(Stored data entries)

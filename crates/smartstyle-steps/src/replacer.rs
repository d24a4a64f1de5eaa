//! Smart style replacer.
//!
//! Wraps every line that starts with a user-defined marker into a Pandoc
//! fenced div carrying a custom style, e.g. with marker `>r` and style
//! `RightAligned`:
//!
//! ```text
//! >r Hello there
//! ```
//!
//! becomes
//!
//! ```text
//! ::: {custom-style="RightAligned" .RightAligned}
//! Hello there
//! :::
//! ```
//!
//! The `custom-style` attribute is picked up by the docx writer and the
//! class by the epub/html writers.

use crate::description::{OptionSpec, StepDescription};
use crate::escape::escape_pattern;
use crate::{Step, StepOutcome};
use log::{debug, trace, warn};
use regex::{Captures, Regex};
use smartstyle_config::{ResolvedStyle, StyleOptions, MARKER_OPTION, STYLE_NAME_OPTION};
use smartstyle_core::{ContentKind, OptionValues, Scene, SceneLike, SmartStyleError};

/// Registry name of the step.
pub const STEP_NAME: &str = "smart-style";

/// Rewrites marker lines into custom-style fenced divs.
#[derive(Debug, Clone, Copy, Default)]
pub struct SmartStyleReplacer;

impl SmartStyleReplacer {
    /// Create a new replacer.
    pub fn new() -> Self {
        Self
    }

    /// Step metadata for option discovery.
    pub fn description() -> StepDescription {
        StepDescription {
            name: "Smart Style Replacer".into(),
            description: "Wraps text lines starting with a specific marker into a Pandoc \
                          custom-style block (Fenced Div). Ideal for chat logs, poetry, \
                          or special formatting."
                .into(),
            available_kinds: vec![ContentKind::Scene],
            options: vec![
                OptionSpec::text(
                    MARKER_OPTION,
                    "Line Marker",
                    "The short code at the start of the line (e.g. '>r' or '>l'). \
                     At least one space must follow the marker.",
                    ">r",
                ),
                OptionSpec::text(
                    STYLE_NAME_OPTION,
                    "Style Name (Word & CSS)",
                    "The name of the style to apply. Must match a style in your \
                     Reference Doc (for Word) and a class in your CSS (for EPUB). \
                     Example: 'RightAligned'.",
                    "RightAligned",
                ),
            ],
        }
    }

    /// Run the step over `scenes` with options taken from the host's values.
    ///
    /// Never fails: with incomplete options the scenes come back untouched
    /// and a warning is logged.
    pub async fn compile<S: SceneLike>(
        &self,
        mut scenes: Vec<S>,
        values: &OptionValues,
    ) -> Vec<S> {
        self.apply(&mut scenes, &StyleOptions::from_values(values));
        scenes
    }

    /// Rewrite marker lines in every scene that has contents.
    pub fn apply<S: SceneLike>(&self, scenes: &mut [S], options: &StyleOptions) -> StepOutcome {
        let rule = match options.resolve().and_then(|style| BlockRule::new(&style)) {
            Ok(rule) => rule,
            Err(reason) => {
                warn!("Smart Style Replacer: {}. Skipping step.", reason);
                return StepOutcome::Skipped { reason };
            }
        };

        let mut scenes_changed = 0;
        let mut replacements = 0;

        for scene in scenes.iter_mut() {
            let Some(contents) = scene.contents_mut().filter(|c| !c.is_empty()) else {
                continue;
            };
            if let Some((rewritten, count)) = rule.rewrite(contents) {
                *contents = rewritten;
                scenes_changed += 1;
                replacements += count;
            }
        }

        debug!(
            "Smart Style Replacer: {} line(s) rewritten in {} scene(s)",
            replacements, scenes_changed
        );

        StepOutcome::Applied {
            scenes_changed,
            replacements,
        }
    }
}

impl Step for SmartStyleReplacer {
    fn name(&self) -> &str {
        STEP_NAME
    }

    fn describe(&self) -> StepDescription {
        Self::description()
    }

    fn process(&self, units: &mut [&mut Scene], options: &OptionValues) -> StepOutcome {
        self.apply(units, &StyleOptions::from_values(options))
    }
}

/// Unicode line and paragraph separators, which also end a line.
const LINE_SEPARATORS: &str = r"\x{2028}\x{2029}";

/// Whitespace allowed between marker and text: `\s` and the byte order mark,
/// minus anything that ends a line.
const SEPARATOR_CLASS: &str = r"[[\s\x{FEFF}]&&[^\r\n\x{85}\x{2028}\x{2029}]]";

/// Compiled pattern plus opening fence for one invocation.
struct BlockRule {
    pattern: Regex,
    open: String,
}

impl BlockRule {
    fn new(style: &ResolvedStyle) -> Result<Self, SmartStyleError> {
        // A line starts after \n, a lone \r (R), U+2028 or U+2029. The
        // separator may not cross a line end, and the text runs to the next one.
        let source = format!(
            r"(?mR)(^|[{le}]){}{sep}+([^\r\n{le}]*)",
            escape_pattern(style.marker()),
            le = LINE_SEPARATORS,
            sep = SEPARATOR_CLASS,
        );
        trace!("Smart Style Replacer pattern: {}", source);

        let pattern = Regex::new(&source)
            .map_err(|e| SmartStyleError::Config(format!("invalid marker pattern: {}", e)))?;
        let name = style.style_name();

        Ok(Self {
            pattern,
            open: format!("::: {{custom-style=\"{}\" .{}}}", name, name),
        })
    }

    /// Returns the rewritten text and the number of lines replaced, or
    /// `None` when nothing matched.
    fn rewrite(&self, text: &str) -> Option<(String, usize)> {
        let mut count = 0;
        let out = self.pattern.replace_all(text, |caps: &Captures<'_>| {
            count += 1;
            format!("{}{}\n{}\n:::", &caps[1], self.open, &caps[2])
        });
        (count > 0).then(|| (out.into_owned(), count))
    }
}

#[cfg(test)]
mod tests {
    use super::*;

    fn options(marker: &str, style: &str) -> StyleOptions {
        StyleOptions::new(marker, style)
    }

    fn run(text: &str, marker: &str, style: &str) -> String {
        let mut scenes = vec![text.to_string()];
        SmartStyleReplacer::new().apply(&mut scenes, &options(marker, style));
        scenes.remove(0)
    }

    #[test]
    fn test_basic_marker() {
        assert_eq!(
            run(">r Hello there", ">r", "RightAligned"),
            "::: {custom-style=\"RightAligned\" .RightAligned}\nHello there\n:::"
        );
    }

    #[test]
    fn test_special_char_marker() {
        assert_eq!(
            run("* note text", "*", "Note"),
            "::: {custom-style=\"Note\" .Note}\nnote text\n:::"
        );
    }

    #[test]
    fn test_marker_needs_whitespace() {
        assert_eq!(run(">rSomething", ">r", "RightAligned"), ">rSomething");
    }

    #[test]
    fn test_marker_not_at_line_start() {
        let text = " >r indented\nsay >r here";
        assert_eq!(run(text, ">r", "RightAligned"), text);
    }

    #[test]
    fn test_multiple_lines_global() {
        let text = "intro\n>r one\nmiddle\n>r two\noutro";
        let expected = "intro\n\
                        ::: {custom-style=\"R\" .R}\none\n:::\n\
                        middle\n\
                        ::: {custom-style=\"R\" .R}\ntwo\n:::\n\
                        outro";
        assert_eq!(run(text, ">r", "R"), expected);
    }

    #[test]
    fn test_empty_remainder() {
        assert_eq!(run(">r   ", ">r", "R"), "::: {custom-style=\"R\" .R}\n\n:::");
    }

    #[test]
    fn test_bare_marker_does_not_swallow_next_line() {
        let text = ">r\nnext line";
        assert_eq!(run(text, ">r", "R"), text);
    }

    #[test]
    fn test_tab_separator_and_trailing_text() {
        assert_eq!(
            run(">r\tspaced  out  ", ">r", "R"),
            "::: {custom-style=\"R\" .R}\nspaced  out  \n:::"
        );
    }

    #[test]
    fn test_crlf_line_endings() {
        assert_eq!(
            run(">r left\r\nplain\r\n", ">r", "R"),
            "::: {custom-style=\"R\" .R}\nleft\n:::\r\nplain\r\n"
        );
    }

    #[test]
    fn test_unicode_line_separators_end_lines() {
        assert_eq!(
            run(">r a\u{2028}b\u{2029}>r c\u{2028}", ">r", "R"),
            "::: {custom-style=\"R\" .R}\na\n:::\u{2028}b\u{2029}\
             ::: {custom-style=\"R\" .R}\nc\n:::\u{2028}"
        );
    }

    #[test]
    fn test_line_separator_is_not_a_separator() {
        let text = ">r\u{2028}next";
        assert_eq!(run(text, ">r", "R"), text);
    }

    #[test]
    fn test_unicode_space_separators() {
        assert_eq!(
            run(">r\u{a0}nbsp\n>r\u{feff}bom\n>r\u{85}nel", ">r", "R"),
            "::: {custom-style=\"R\" .R}\nnbsp\n:::\n\
             ::: {custom-style=\"R\" .R}\nbom\n:::\n\
             >r\u{85}nel"
        );
    }

    #[test]
    fn test_lone_carriage_return_ends_line() {
        assert_eq!(
            run("x\r>r y\rz", ">r", "R"),
            "x\r::: {custom-style=\"R\" .R}\ny\n:::\rz"
        );
    }

    #[test]
    fn test_bom_around_marker_option_is_trimmed() {
        assert_eq!(
            run(">r x", "\u{feff}>r", "R"),
            "::: {custom-style=\"R\" .R}\nx\n:::"
        );
    }

    #[test]
    fn test_marker_with_internal_whitespace_is_literal() {
        assert_eq!(
            run("> r text\n>r other", "> r", "R"),
            "::: {custom-style=\"R\" .R}\ntext\n:::\n>r other"
        );
    }

    #[test]
    fn test_style_name_dollar_is_literal() {
        assert_eq!(
            run(">r x", ">r", "$1Style"),
            "::: {custom-style=\"$1Style\" .$1Style}\nx\n:::"
        );
    }

    #[test]
    fn test_options_are_trimmed() {
        assert_eq!(
            run(">r x", "  >r  ", " R "),
            "::: {custom-style=\"R\" .R}\nx\n:::"
        );
    }

    #[test]
    fn test_incomplete_options_skip() {
        let mut scenes = vec![">r keep".to_string()];
        let outcome = SmartStyleReplacer::new().apply(&mut scenes, &options(">r", "  "));
        assert!(matches!(
            outcome,
            StepOutcome::Skipped {
                reason: SmartStyleError::IncompleteConfig { option: "styleName" }
            }
        ));
        assert_eq!(scenes, vec![">r keep".to_string()]);
    }

    #[test]
    fn test_scenes_without_contents_skipped() {
        let mut scenes = vec![
            Scene::empty(ContentKind::Scene),
            Scene::new(""),
            Scene::new(">r hit"),
        ];
        let outcome = SmartStyleReplacer::new().apply(&mut scenes, &options(">r", "R"));
        assert_eq!(outcome.replacements(), 1);
        assert_eq!(scenes[0].contents, None);
        assert_eq!(scenes[1].contents.as_deref(), Some(""));
        assert_eq!(
            scenes[2].contents.as_deref(),
            Some("::: {custom-style=\"R\" .R}\nhit\n:::")
        );
    }

    #[test]
    fn test_outcome_counts() {
        let mut scenes = vec![
            ">r a\n>r b".to_string(),
            "nothing".to_string(),
            ">r c".to_string(),
        ];
        let outcome = SmartStyleReplacer::new().apply(&mut scenes, &options(">r", "R"));
        assert!(matches!(
            outcome,
            StepOutcome::Applied {
                scenes_changed: 2,
                replacements: 3
            }
        ));
        assert_eq!(scenes[1], "nothing");
    }

    #[test]
    fn test_description() {
        let desc = SmartStyleReplacer::description();
        assert_eq!(desc.name, "Smart Style Replacer");
        assert_eq!(desc.available_kinds, vec![ContentKind::Scene]);
        assert_eq!(desc.option("marker").unwrap().default, ">r");
        assert_eq!(desc.option("styleName").unwrap().default, "RightAligned");
        assert_eq!(desc.option("styleName").unwrap().name, "Style Name (Word & CSS)");
    }

    #[tokio::test]
    async fn test_compile_from_values() {
        let values = OptionValues::new()
            .with("marker", ">l")
            .with("styleName", "LeftAligned");
        let scenes = vec![Scene::new(">l hi"), Scene::new("plain")];

        let out = SmartStyleReplacer::new().compile(scenes, &values).await;
        assert_eq!(out.len(), 2);
        assert_eq!(
            out[0].contents.as_deref(),
            Some("::: {custom-style=\"LeftAligned\" .LeftAligned}\nhi\n:::")
        );
        assert_eq!(out[1].contents.as_deref(), Some("plain"));
    }

    #[tokio::test]
    async fn test_compile_missing_values_is_identity() {
        let scenes = vec![Scene::new(">r hi")];
        let out = SmartStyleReplacer::new()
            .compile(scenes.clone(), &OptionValues::new())
            .await;
        assert_eq!(out, scenes);
    }
}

* Activity
As you read the records above, find each line that contains "Pandoc" and copy it.

* Task output
//! Wraps every line that starts with a user-defined marker into a Pandoc
            description: "Wraps text lines starting with a specific marker into a Pandoc \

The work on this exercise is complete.